中国、4月に太陽光発電の輸出税還付を廃止
中華人民共和国財政部と国家税務総局が1月9日に共同で発表した通知によると、中国は2026年4月1日から太陽光発電製品に対する付加価値税(VAT)の輸出還付を廃止する。
政策の見直しに伴い、太陽光発電製品に対する付加価値税の輸出還付は2026年4月1日から完全に廃止される。一方、蓄電池製品については、2026年4月1日から12月31日までの間、輸出還付率が9%から6%に引き下げられ、その後、2027年1月1日から完全に廃止される。
公表された製品リストによると、太陽光発電カテゴリには、直径が15.24 cmを超える単結晶シリコンウェハーが含まれ、その厚さは220マイクロメートル以上および以下で、電子産業向けにドーピング処理が施されているものとされています。業界関係者によれば、現在生産されている主流の太陽光発電用ウェハーのほとんどがこの定義に該当します。また、同リストには未組み立ての太陽電池セルおよび完成した太陽光発電モジュールも掲載されています。
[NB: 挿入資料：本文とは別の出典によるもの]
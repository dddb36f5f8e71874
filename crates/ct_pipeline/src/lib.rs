//! ct_pipeline: deterministic scoring surface (roster → pools → select → aggregate → standings)
//! This crate stays I/O-free and delegates the arithmetic to `ct_algo`.
//!
//! A `School` owns its roster, anonymous score lists, test tallies, and the
//! cached per-subject results. Results are recomputed only by explicit calls;
//! reading a result that was never computed is an error, never a zero.

use ct_core::Subject;

pub mod contest;
pub mod school;

pub use contest::{Contest, Standing};
pub use school::{School, SubjectResult};

/// Single error surface for the scoring orchestration.
#[derive(thiserror::Error, Debug, Clone, PartialEq, Eq)]
pub enum PipelineError {
    /// Subject results were read before that subject was scored.
    #[error("subject {0} has not been scored")]
    NotScored(Subject),
    /// Total was read before aggregation ran.
    #[error("total score has not been aggregated")]
    NotAggregated,
    /// Aggregation ran before every subject was scored.
    #[error("cannot aggregate: missing subject sum {0}")]
    MissingSubject(Subject),
    /// Weighted total exceeded the output range.
    #[error("weighted total overflow")]
    Overflow,
    /// Two schools share one name.
    #[error("duplicate school: {0}")]
    DuplicateSchool(String),
    /// Scoring parameters failed validation.
    #[error("invalid params: {0}")]
    Params(String),
}

impl From<ct_algo::WeightError> for PipelineError {
    fn from(e: ct_algo::WeightError) -> Self {
        match e {
            ct_algo::WeightError::MissingSubject(s) => PipelineError::MissingSubject(s),
            ct_algo::WeightError::Overflow => PipelineError::Overflow,
        }
    }
}

impl From<ct_core::variables::VarsError> for PipelineError {
    fn from(e: ct_core::variables::VarsError) -> Self {
        PipelineError::Params(e.to_string())
    }
}

pub type PipelineResult<T> = Result<T, PipelineError>;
バッテリー部門は、リチウムイオン電池やバッテリーパックにとどまらず、全バナジウムレドックスフロー電池をはじめとするその他のエネルギー貯蔵技術も対象としています。さらに、リチウムベースの電池に使用される主要な上流素材、すなわち六フッ化リン酸リチウム、マンガン酸リチウム、コバルト酸リチウム、およびニッケル・コバルト・マンガン酸リチウムも含まれます。
これは、太陽光発電および蓄電池製品に関する中国の輸出還付制度に対して、わずか1年余りの間に実施された2度目の大幅な調整を示すものです。前回は2024年11月15日に発表され、同年12月1日から施行されたもので、特定の精製油製品、太陽光発電設備、蓄電池、ならびに一部の非金属鉱物製品について、輸出還付率が13%から9%へ引き下げられました。
市場アナリストらは、今回の措置により中国の太陽光発電および蓄電池メーカーの輸出コストが大幅に増加すると見ている。ただし、新規制の発効まで約3カ月の移行期間が設けられているため、企業が期限を前に輸出を加速させることで、2026年第1四半期には海外向け出荷が急増するとの見方もある。
長期的には、輸出税の優遇措置の撤廃は、中国のより広範な産業政策の目標を強化し、企業の統合・集約、技術の高度化、そして量重視の輸出拡大ではなく、高付加価値で持続可能な製造業への転換を促進する可能性が高いとアナリストらは指摘している。